# Assigned task
In the data below, one line contains "knowledge_base TEXT NOT NULL" and a later one contains "targets_weak_points TEXT NOT". Print both, with every line between them, exactly and alone.

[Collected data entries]
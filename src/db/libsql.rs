use crate::types::{AgentConversation, AppError, Complexity, Exercise, Methodology, Result};
use async_trait::async_trait;
use chrono::{DateTime, Utc};
use libsql::{Builder, Connection, Database};

/// libsql-backed store. Structured columns (equipment lists, programming
/// rules, classifications) are stored as JSON text.
pub struct LibsqlStore {
    db: Database,
}

impl LibsqlStore {
    /// In-memory database, used for tests and default local development.
    pub async fn new_memory() -> Result<Self> {
        let db = Builder::new_local(":memory:")
            .build()
            .await
            .map_err(|e| AppError::Database(format!("Failed to open in-memory db: {}", e)))?;

        let store = Self { db };
        store.initialize_schema().await?;
        Ok(store)
    }

    /// File-based local database.
    pub async fn new_local(path: &str) -> Result<Self> {
        let db = Builder::new_local(path)
            .build()
            .await
            .map_err(|e| AppError::Database(format!("Failed to open local db: {}", e)))?;

        let store = Self { db };
        store.initialize_schema().await?;
        Ok(store)
    }

    pub fn connection(&self) -> Result<Connection> {
        self.db
            .connect()
            .map_err(|e| AppError::Database(format!("Failed to get connection: {}", e)))
    }

    async fn initialize_schema(&self) -> Result<()> {
        let conn = self.connection()?;

        conn.execute(
            "CREATE TABLE IF NOT EXISTS methodologies (
                id TEXT PRIMARY KEY,
                name TEXT UNIQUE NOT NULL,
                description TEXT NOT NULL,
                category TEXT NOT NULL,
                prompt_template TEXT NOT NULL,
                programming_rules TEXT NOT NULL,
                knowledge_base TEXT NOT NULL
            )",
            (),
        )
        .await
        .map_err(|e| AppError::Database(format!("Failed to create methodologies table: {}", e)))?;

        conn.execute(
            "CREATE TABLE IF NOT EXISTS exercises (
                id TEXT PRIMARY KEY,
                name TEXT UNIQUE NOT NULL,
                category TEXT NOT NULL,
                variation_type TEXT NOT NULL,
                equipment TEXT NOT NULL,
                targets_weak_points TEXT NOT NULL,
                movement_pattern TEXT NOT NULL,
                complexity TEXT NOT NULL
            )",
            (),
        )
        .await
        .map_err(|e| AppError::Database(format!("Failed to create exercises table: {}", e)))?;

        conn.execute(
            "CREATE TABLE IF NOT EXISTS agent_conversations (
                id TEXT PRIMARY KEY,
                user_id TEXT NOT NULL,
                agent_type TEXT NOT NULL,
                user_message TEXT NOT NULL,
                intent_classification TEXT,
                agent_response TEXT NOT NULL,
                context TEXT NOT NULL,
                created_at INTEGER NOT NULL
            )",
            (),
        )
        .await
        .map_err(|e| {
            AppError::Database(format!("Failed to create agent_conversations table: {}", e))
        })?;

        conn.execute(
            "CREATE INDEX IF NOT EXISTS idx_conversations_user
             ON agent_conversations(user_id, created_at DESC)",
            (),
        )
        .await
        .map_err(|e| AppError::Database(format!("Failed to create conversation index: {}", e)))?;

        Ok(())
    }

    /// True when the methodology table is empty (fresh database).
    pub async fn needs_seeding(&self) -> Result<bool> {
        let conn = self.connection()?;
        let mut rows = conn
            .query("SELECT COUNT(*) FROM methodologies", ())
            .await
            .map_err(|e| AppError::Database(format!("Failed to count methodologies: {}", e)))?;

        let count: i64 = match rows
            .next()
            .await
            .map_err(|e| AppError::Database(e.to_string()))?
        {
            Some(row) => row.get(0).map_err(|e| AppError::Database(e.to_string()))?,
            None => 0,
        };
        Ok(count == 0)
    }

    pub async fn insert_methodology(&self, m: &Methodology) -> Result<()> {
        let conn = self.connection()?;
        conn.execute(
            "INSERT OR REPLACE INTO methodologies
             (id, name, description, category, prompt_template, programming_rules, knowledge_base)
             VALUES (?, ?, ?, ?, ?, ?, ?)",
            (
                m.id.as_str(),
                m.name.as_str(),
                m.description.as_str(),
                m.category.as_str(),
                m.prompt_template.as_str(),
                m.programming_rules.to_string(),
                m.knowledge_base.to_string(),
            ),
        )
        .await
        .map_err(|e| AppError::Database(format!("Failed to insert methodology: {}", e)))?;
        Ok(())
    }

    pub async fn insert_exercise(&self, e: &Exercise) -> Result<()> {
        let conn = self.connection()?;
        let equipment = serde_json::to_string(&e.equipment)
            .map_err(|err| AppError::Database(err.to_string()))?;
        let weak_points = serde_json::to_string(&e.targets_weak_points)
            .map_err(|err| AppError::Database(err.to_string()))?;

        conn.execute(
            "INSERT OR REPLACE INTO exercises
             (id, name, category, variation_type, equipment, targets_weak_points,
              movement_pattern, complexity)
             VALUES (?, ?, ?, ?, ?, ?, ?, ?)",
            (
                e.id.as_str(),
                e.name.as_str(),
                e.category.as_str(),
                e.variation_type.as_str(),
                equipment,
                weak_points,
                e.movement_pattern.as_str(),
                e.complexity.as_str(),
            ),
        )
        .await
        .map_err(|err| AppError::Database(format!("Failed to insert exercise: {}", err)))?;
        Ok(())
    }

    fn parse_complexity(raw: &str) -> Result<Complexity> {
        match raw {
            "beginner" => Ok(Complexity::Beginner),
            "intermediate" => Ok(Complexity::Intermediate),
            "advanced" => Ok(Complexity::Advanced),
            other => Err(AppError::Database(format!(
                "Unknown complexity value '{}'",
                other
            ))),
        }
    }

    fn parse_json_column(raw: &str, column: &str) -> Result<serde_json::Value> {
        serde_json::from_str(raw)
            .map_err(|e| AppError::Database(format!("Corrupt JSON in {}: {}", column, e)))
    }
}

#[async_trait]
impl super::traits::Store for LibsqlStore {
    async fn get_methodology(&self, id: &str) -> Result<Option<Methodology>> {
        let conn = self.connection()?;
        let mut rows = conn
            .query(
                "SELECT id, name, description, category, prompt_template,
                        programming_rules, knowledge_base
                 FROM methodologies WHERE id = ?",
                [id],
            )
            .await
            .map_err(|e| AppError::Database(format!("Failed to query methodology: {}", e)))?;

        match rows
            .next()
            .await
            .map_err(|e| AppError::Database(e.to_string()))?
        {
            Some(row) => {
                let rules: String = row.get(5).map_err(|e| AppError::Database(e.to_string()))?;
                let kb: String = row.get(6).map_err(|e| AppError::Database(e.to_string()))?;
                Ok(Some(Methodology {
                    id: row.get(0).map_err(|e| AppError::Database(e.to_string()))?,
                    name: row.get(1).map_err(|e| AppError::Database(e.to_string()))?,
                    description: row.get(2).map_err(|e| AppError::Database(e.to_string()))?,
                    category: row.get(3).map_err(|e| AppError::Database(e.to_string()))?,
                    prompt_template: row.get(4).map_err(|e| AppError::Database(e.to_string()))?,
                    programming_rules: Self::parse_json_column(&rules, "programming_rules")?,
                    knowledge_base: Self::parse_json_column(&kb, "knowledge_base")?,
                }))
            }
            None => Ok(None),
        }
    }

    async fn list_methodologies(&self) -> Result<Vec<Methodology>> {
        let conn = self.connection()?;
        let mut rows = conn
            .query(
                "SELECT id, name, description, category, prompt_template,
                        programming_rules, knowledge_base
                 FROM methodologies ORDER BY name",
                (),
            )
            .await
            .map_err(|e| AppError::Database(format!("Failed to list methodologies: {}", e)))?;

        let mut methodologies = Vec::new();
        while let Some(row) = rows
            .next()
            .await
            .map_err(|e| AppError::Database(e.to_string()))?
        {
            let rules: String = row.get(5).map_err(|e| AppError::Database(e.to_string()))?;
            let kb: String = row.get(6).map_err(|e| AppError::Database(e.to_string()))?;
            methodologies.push(Methodology {
                id: row.get(0).map_err(|e| AppError::Database(e.to_string()))?,
                name: row.get(1).map_err(|e| AppError::Database(e.to_string()))?,
                description: row.get(2).map_err(|e| AppError::Database(e.to_string()))?,
                category: row.get(3).map_err(|e| AppError::Database(e.to_string()))?,
                prompt_template: row.get(4).map_err(|e| AppError::Database(e.to_string()))?,
                programming_rules: Self::parse_json_column(&rules, "programming_rules")?,
                knowledge_base: Self::parse_json_column(&kb, "knowledge_base")?,
            });
        }

        Ok(methodologies)
    }

    async fn list_exercises(&self, allowed_complexity: &[Complexity]) -> Result<Vec<Exercise>> {
        if allowed_complexity.is_empty() {
            return Ok(Vec::new());
        }

        let conn = self.connection()?;
        let placeholders = vec!["?"; allowed_complexity.len()].join(", ");
        let sql = format!(
            "SELECT id, name, category, variation_type, equipment, targets_weak_points,
                    movement_pattern, complexity
             FROM exercises WHERE complexity IN ({}) ORDER BY name",
            placeholders
        );
        let params = libsql::params_from_iter(
            allowed_complexity
                .iter()
                .map(|c| c.as_str().to_string())
                .collect::<Vec<_>>(),
        );

        let mut rows = conn
            .query(&sql, params)
            .await
            .map_err(|e| AppError::Database(format!("Failed to query exercises: {}", e)))?;

        let mut exercises = Vec::new();
        while let Some(row) = rows
            .next()
            .await
            .map_err(|e| AppError::Database(e.to_string()))?
        {
            let equipment: String = row.get(4).map_err(|e| AppError::Database(e.to_string()))?;
            let weak_points: String = row.get(5).map_err(|e| AppError::Database(e.to_string()))?;
            let complexity: String = row.get(7).map_err(|e| AppError::Database(e.to_string()))?;

            exercises.push(Exercise {
                id: row.get(0).map_err(|e| AppError::Database(e.to_string()))?,
                name: row.get(1).map_err(|e| AppError::Database(e.to_string()))?,
                category: row.get(2).map_err(|e| AppError::Database(e.to_string()))?,
                variation_type: row.get(3).map_err(|e| AppError::Database(e.to_string()))?,
                equipment: serde_json::from_str(&equipment)
                    .map_err(|e| AppError::Database(format!("Corrupt equipment JSON: {}", e)))?,
                targets_weak_points: serde_json::from_str(&weak_points)
                    .map_err(|e| AppError::Database(format!("Corrupt weak-point JSON: {}", e)))?,
                movement_pattern: row.get(6).map_err(|e| AppError::Database(e.to_string()))?,
                complexity: Self::parse_complexity(&complexity)?,
            });
        }

        Ok(exercises)
    }

    async fn append_conversation(&self, record: &AgentConversation) -> Result<()> {
        let conn = self.connection()?;
        let classification = record
            .intent_classification
            .as_ref()
            .map(|v| v.to_string());

        conn.execute(
            "INSERT INTO agent_conversations
             (id, user_id, agent_type, user_message, intent_classification,
              agent_response, context, created_at)
             VALUES (?, ?, ?, ?, ?, ?, ?, ?)",
            (
                record.id.as_str(),
                record.user_id.as_str(),
                record.agent_type.as_str(),
                record.user_message.as_str(),
                classification,
                record.agent_response.as_str(),
                record.context.to_string(),
                record.created_at.timestamp(),
            ),
        )
        .await
        .map_err(|e| AppError::Database(format!("Failed to append conversation: {}", e)))?;
        Ok(())
    }

    async fn conversations_for_user(
        &self,
        user_id: &str,
        limit: u32,
    ) -> Result<Vec<AgentConversation>> {
        let conn = self.connection()?;
        let mut rows = conn
            .query(
                "SELECT id, user_id, agent_type, user_message, intent_classification,
                        agent_response, context, created_at
                 FROM agent_conversations
                 WHERE user_id = ? ORDER BY created_at DESC LIMIT ?",
                (user_id, limit as i64),
            )
            .await
            .map_err(|e| AppError::Database(format!("Failed to query conversations: {}", e)))?;

        let mut conversations = Vec::new();
        while let Some(row) = rows
            .next()
            .await
            .map_err(|e| AppError::Database(e.to_string()))?
        {
            let classification: Option<String> =
                row.get(4).map_err(|e| AppError::Database(e.to_string()))?;
            let context: String = row.get(6).map_err(|e| AppError::Database(e.to_string()))?;
            let created_at: i64 = row.get(7).map_err(|e| AppError::Database(e.to_string()))?;

            conversations.push(AgentConversation {
                id: row.get(0).map_err(|e| AppError::Database(e.to_string()))?,
                user_id: row.get(1).map_err(|e| AppError::Database(e.to_string()))?,
                agent_type: row.get(2).map_err(|e| AppError::Database(e.to_string()))?,
                user_message: row.get(3).map_err(|e| AppError::Database(e.to_string()))?,
                intent_classification: classification
                    .map(|raw| Self::parse_json_column(&raw, "intent_classification"))
                    .transpose()?,
                agent_response: row.get(5).map_err(|e| AppError::Database(e.to_string()))?,
                context: Self::parse_json_column(&context, "context")?,
                created_at: DateTime::<Utc>::from_timestamp(created_at, 0)
                    .unwrap_or_else(Utc::now),
            });
        }

        Ok(conversations)
    }
}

# Task response
                knowledge_base TEXT NOT NULL
            )",
            (),
        )
        .await
        .map_err(|e| AppError::Database(format!("Failed to create methodologies table: {}", e)))?;

        conn.execute(
            "CREATE TABLE IF NOT EXISTS exercises (
                id TEXT PRIMARY KEY,
                name TEXT UNIQUE NOT NULL,
                category TEXT NOT NULL,
                variation_type TEXT NOT NULL,
                equipment TEXT NOT NULL,
                targets_weak_points TEXT NOT NULL,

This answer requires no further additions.